= Provided information =
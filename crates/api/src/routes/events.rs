//! WebSocket progress streaming for one job's event log.
//!
//! `GET /api/v1/jobs/{id}/events` upgrades to a WebSocket that delivers
//! the stored backlog (from `?from_sequence=N`, default 0) followed by
//! live events, with heartbeat frames while idle. The socket closes
//! after the terminal lifecycle event; a client that reconnects passes
//! the last sequence it saw and loses nothing.

use axum::extract::ws::{Message, WebSocket, WebSocketUpgrade};
use axum::extract::{Path, Query, State};
use axum::response::Response;
use axum::routing::get;
use axum::Router;
use serde::Deserialize;
use tokio::sync::mpsc;
use triage_core::types::DbId;
use triage_events::StreamItem;

use crate::error::AppResult;
use crate::state::AppState;

pub fn router() -> Router<AppState> {
    Router::new().route("/jobs/{id}/events", get(stream_events))
}

#[derive(Debug, Deserialize)]
struct EventStreamQuery {
    /// Resume after this sequence number (exclusive).
    from_sequence: Option<i64>,
}

async fn stream_events(
    State(state): State<AppState>,
    Path(id): Path<DbId>,
    Query(query): Query<EventStreamQuery>,
    ws: WebSocketUpgrade,
) -> AppResult<Response> {
    // Subscribe before upgrading so an unknown job is a clean 404
    // instead of an immediately-closed socket.
    let rx = state
        .stream
        .subscribe(id, query.from_sequence.unwrap_or(0))
        .await?;

    Ok(ws.on_upgrade(move |socket| forward(socket, rx)))
}

/// Pump stream items into the socket until the stream ends or the
/// client goes away.
async fn forward(mut socket: WebSocket, mut rx: mpsc::UnboundedReceiver<StreamItem>) {
    while let Some(item) = rx.recv().await {
        let payload = match item {
            StreamItem::Event(event) => serde_json::json!({
                "type": "event",
                "event": event,
            }),
            StreamItem::Heartbeat => serde_json::json!({ "type": "heartbeat" }),
        };
        if socket
            .send(Message::Text(payload.to_string().into()))
            .await
            .is_err()
        {
            // Client disconnected; the stream task notices the dropped
            // receiver and stops on its own.
            return;
        }
    }

    let _ = socket.send(Message::Close(None)).await;
}
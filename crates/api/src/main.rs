use std::net::SocketAddr;
use std::sync::Arc;
use std::time::Duration;

use axum::http::header::{AUTHORIZATION, CONTENT_TYPE};
use axum::http::{HeaderName, Method, StatusCode};
use axum::Router;
use tower_http::catch_panic::CatchPanicLayer;
use tower_http::cors::CorsLayer;
use tower_http::request_id::{MakeRequestUuid, PropagateRequestIdLayer, SetRequestIdLayer};
use tower_http::timeout::TimeoutLayer;
use tower_http::trace::{DefaultMakeSpan, DefaultOnResponse, TraceLayer};
use tracing::Level;
use tracing_subscriber::{layer::SubscriberExt, util::SubscriberInitExt};

use triage_api::config::ServerConfig;
use triage_api::ingest::UploadCoordinator;
use triage_api::state::AppState;
use triage_api::routes;
use triage_db::store::{EventStore, JobStore, MemoryStore, PgStore};
use triage_events::{EventLog, ProgressStream, StreamConfig};
use triage_pipeline::PipelineExecutor;
use triage_worker::bootstrap::providers_from_env;
use triage_worker::{SchedulerConfig, WorkerScheduler};

#[tokio::main]
async fn main() {
    dotenvy::dotenv().ok();

    // --- Tracing ---
    tracing_subscriber::registry()
        .with(
            tracing_subscriber::EnvFilter::try_from_default_env()
                .unwrap_or_else(|_| "triage_api=debug,tower_http=debug".into()),
        )
        .with(tracing_subscriber::fmt::layer())
        .init();

    // --- Configuration ---
    let config = ServerConfig::from_env();
    tracing::info!(host = %config.host, port = %config.port, "Loaded server configuration");

    // --- Store (PostgreSQL when configured, in-memory for local dev) ---
    let (jobs, events): (Arc<dyn JobStore>, Arc<dyn EventStore>) =
        match std::env::var("DATABASE_URL") {
            Ok(database_url) => {
                let pool = triage_db::create_pool(&database_url)
                    .await
                    .expect("Failed to connect to database");
                triage_db::health_check(&pool)
                    .await
                    .expect("Database health check failed");
                triage_db::run_migrations(&pool)
                    .await
                    .expect("Failed to run database migrations");
                tracing::info!("Database ready");
                let store = Arc::new(PgStore::new(pool));
                (Arc::clone(&store) as Arc<dyn JobStore>, store as Arc<dyn EventStore>)
            }
            Err(_) => {
                tracing::warn!("DATABASE_URL not set, using in-memory store (state is ephemeral)");
                let store = Arc::new(MemoryStore::new());
                (Arc::clone(&store) as Arc<dyn JobStore>, store as Arc<dyn EventStore>)
            }
        };

    // --- Event log, progress stream, providers ---
    let log = Arc::new(EventLog::new(events));
    let stream = Arc::new(ProgressStream::new(
        Arc::clone(&log),
        Arc::clone(&jobs),
        StreamConfig {
            heartbeat_interval: config.stream_heartbeat,
        },
    ));
    let providers = providers_from_env().await;

    let coordinator = Arc::new(UploadCoordinator::new(
        Arc::clone(&jobs),
        Arc::clone(&log),
        Arc::clone(&providers.storage),
        config.max_upload_bytes,
    ));

    // --- Embedded worker (single-node deployments) ---
    let worker_cancel = tokio_util::sync::CancellationToken::new();
    let worker_handle = if config.embedded_worker {
        let executor = Arc::new(PipelineExecutor::standard(
            Arc::clone(&jobs),
            Arc::clone(&log),
            Arc::clone(&providers),
        ));
        let scheduler = WorkerScheduler::new(
            Arc::clone(&jobs),
            Arc::clone(&log),
            executor,
            SchedulerConfig::from_env(),
        );
        let cancel = worker_cancel.clone();
        tracing::info!("Embedded worker scheduler enabled");
        Some(tokio::spawn(async move { scheduler.run(cancel).await }))
    } else {
        None
    };

    // --- App state ---
    let state = AppState {
        jobs,
        log,
        stream,
        coordinator,
        config: Arc::new(config.clone()),
    };

    // --- CORS ---
    let cors = build_cors_layer(&config);

    // --- Request ID header name ---
    let request_id_header = HeaderName::from_static("x-request-id");

    // --- Router ---
    let app = Router::new()
        // Health check at root level (not under /api/v1).
        .merge(routes::health::router())
        // API v1 routes.
        .nest("/api/v1", routes::api_routes())
        // -- Middleware stack (applied bottom-up) --
        // Panic recovery: catch panics and return 500 JSON.
        .layer(CatchPanicLayer::new())
        // Request timeout.
        .layer(TimeoutLayer::with_status_code(
            StatusCode::REQUEST_TIMEOUT,
            Duration::from_secs(config.request_timeout_secs),
        ))
        // Propagate request ID to response.
        .layer(PropagateRequestIdLayer::new(request_id_header.clone()))
        // Structured request/response tracing.
        .layer(
            TraceLayer::new_for_http()
                .make_span_with(DefaultMakeSpan::new().level(Level::INFO))
                .on_response(DefaultOnResponse::new().level(Level::INFO)),
        )
        // Set request ID on incoming requests.
        .layer(SetRequestIdLayer::new(request_id_header, MakeRequestUuid))
        // CORS.
        .layer(cors)
        // Shared state.
        .with_state(state);

    // --- Start server ---
    let addr = SocketAddr::new(
        config.host.parse().expect("Invalid HOST address"),
        config.port,
    );
    tracing::info!(%addr, "Starting server");

    let listener = tokio::net::TcpListener::bind(addr)
        .await
        .expect("Failed to bind to address");

    axum::serve(listener, app)
        .with_graceful_shutdown(shutdown_signal())
        .await
        .expect("Server error");

    // --- Post-shutdown cleanup ---
    tracing::info!("Server stopped accepting connections, cleaning up");

    if let Some(handle) = worker_handle {
        worker_cancel.cancel();
        let _ = tokio::time::timeout(Duration::from_secs(5), handle).await;
        tracing::info!("Embedded worker stopped");
    }

    tracing::info!("Graceful shutdown complete");
}

/// Wait for a termination signal to initiate graceful shutdown.
///
/// Handles both SIGINT (Ctrl-C) and SIGTERM (on Unix) so the server
/// shuts down cleanly whether stopped interactively or by a process
/// manager (e.g. systemd, Docker, Kubernetes).
async fn shutdown_signal() {
    let ctrl_c = async {
        tokio::signal::ctrl_c()
            .await
            .expect("Failed to install Ctrl-C handler");
    };

    #[cfg(unix)]
    let terminate = async {
        tokio::signal::unix::signal(tokio::signal::unix::SignalKind::terminate())
            .expect("Failed to install SIGTERM handler")
            .recv()
            .await;
    };

    #[cfg(not(unix))]
    let terminate = std::future::pending::<()>();

    tokio::select! {
        () = ctrl_c => {
            tracing::info!("Received SIGINT (Ctrl-C), starting graceful shutdown");
        }
        () = terminate => {
            tracing::info!("Received SIGTERM, starting graceful shutdown");
        }
    }
}

/// Build the CORS middleware layer from server configuration.
///
/// Panics at startup if any configured origin is invalid, which is the
/// desired behaviour -- we want misconfiguration to fail fast.
fn build_cors_layer(config: &ServerConfig) -> CorsLayer {
    let origins: Vec<_> = config
        .cors_origins
        .iter()
        .map(|o| {
            o.parse()
                .unwrap_or_else(|e| panic!("Invalid CORS origin '{o}': {e}"))
        })
        .collect();

    CorsLayer::new()
        .allow_origin(origins)
        .allow_methods([Method::GET, Method::POST, Method::DELETE])
        .allow_headers([CONTENT_TYPE, AUTHORIZATION])
        .allow_credentials(true)
        .max_age(Duration::from_secs(3600))
}
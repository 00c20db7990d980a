use std::fmt;
use std::io;

use nmrelay_bridge::BridgeError;
use nmrelay_frame::FrameError;
use nmrelay_transport::TransportError;

// Exit code constants aligned with rsfulmen/DDR-0002 semantics.
pub const SUCCESS: i32 = 0;
pub const FAILURE: i32 = 1;
pub const TRANSPORT_ERROR: i32 = 3;
pub const HEALTH_CHECK_FAILED: i32 = 30;
pub const PERMISSION_DENIED: i32 = 50;
pub const DATA_INVALID: i32 = 60;
pub const USAGE: i32 = 64;
pub const TIMEOUT: i32 = 124;
pub const INTERNAL: i32 = 125;

pub type CliResult<T> = Result<T, CliError>;

#[derive(Debug)]
pub struct CliError {
    pub code: i32,
    pub message: String,
}

impl CliError {
    pub fn new(code: i32, message: impl Into<String>) -> Self {
        Self {
            code,
            message: message.into(),
        }
    }
}

impl fmt::Display for CliError {
    fn fmt(&self, f: &mut fmt::Formatter<'_>) -> fmt::Result {
        write!(f, "{}", self.message)
    }
}

impl std::error::Error for CliError {}

pub fn io_error(context: &str, err: io::Error) -> CliError {
    let code = match err.kind() {
        io::ErrorKind::PermissionDenied => PERMISSION_DENIED,
        io::ErrorKind::TimedOut | io::ErrorKind::WouldBlock => TIMEOUT,
        io::ErrorKind::ConnectionRefused => FAILURE,
        _ => INTERNAL,
    };
    CliError::new(code, format!("{context}: {err}"))
}

pub fn transport_error(context: &str, err: TransportError) -> CliError {
    match err {
        TransportError::Bind { ref source, .. }
        | TransportError::Open { ref source, .. }
        | TransportError::Connect { ref source, .. }
            if source.kind() == io::ErrorKind::PermissionDenied =>
        {
            CliError::new(PERMISSION_DENIED, format!("{context}: {err}"))
        }
        TransportError::Accept(source) | TransportError::Io(source) => io_error(context, source),
        other => CliError::new(TRANSPORT_ERROR, format!("{context}: {other}")),
    }
}

pub fn frame_error(context: &str, err: FrameError) -> CliError {
    match err {
        FrameError::Io(source) => io_error(context, source),
        FrameError::PayloadTooLarge { .. } | FrameError::InvalidLength(_) => {
            CliError::new(DATA_INVALID, format!("{context}: {err}"))
        }
        FrameError::ConnectionClosed => CliError::new(FAILURE, format!("{context}: {err}")),
        other => CliError::new(INTERNAL, format!("{context}: {other}")),
    }
}

pub fn bridge_error(context: &str, err: BridgeError) -> CliError {
    match err {
        BridgeError::Transport(err) => transport_error(context, err),
        BridgeError::Frame(err) => frame_error(context, err),
        BridgeError::Io(err) => io_error(context, err),
        BridgeError::Json(_) | BridgeError::RequestTooLarge { .. } => {
            CliError::new(DATA_INVALID, format!("{context}: {err}"))
        }
        other => CliError::new(INTERNAL, format!("{context}: {other}")),
    }
}
fn main() {
    if let Ok(target) = std::env::var("TARGET") {
        println!("cargo:rustc-env=NMRELAY_BUILD_TARGET={target}");
    }
    println!("cargo:rerun-if-env-changed=TARGET");
}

= Work required =
Only the lines above starting at the one containing "pub const SUCCESS: i32 = 0;" and ending at the one containing "pub const INTERNAL: i32 = 125;", both included, are to be returned, exactly as they read.

= Task answer =
pub const SUCCESS: i32 = 0;
pub const FAILURE: i32 = 1;
pub const TRANSPORT_ERROR: i32 = 3;
pub const HEALTH_CHECK_FAILED: i32 = 30;
pub const PERMISSION_DENIED: i32 = 50;
pub const DATA_INVALID: i32 = 60;
pub const USAGE: i32 = 64;
pub const TIMEOUT: i32 = 124;
pub const INTERNAL: i32 = 125;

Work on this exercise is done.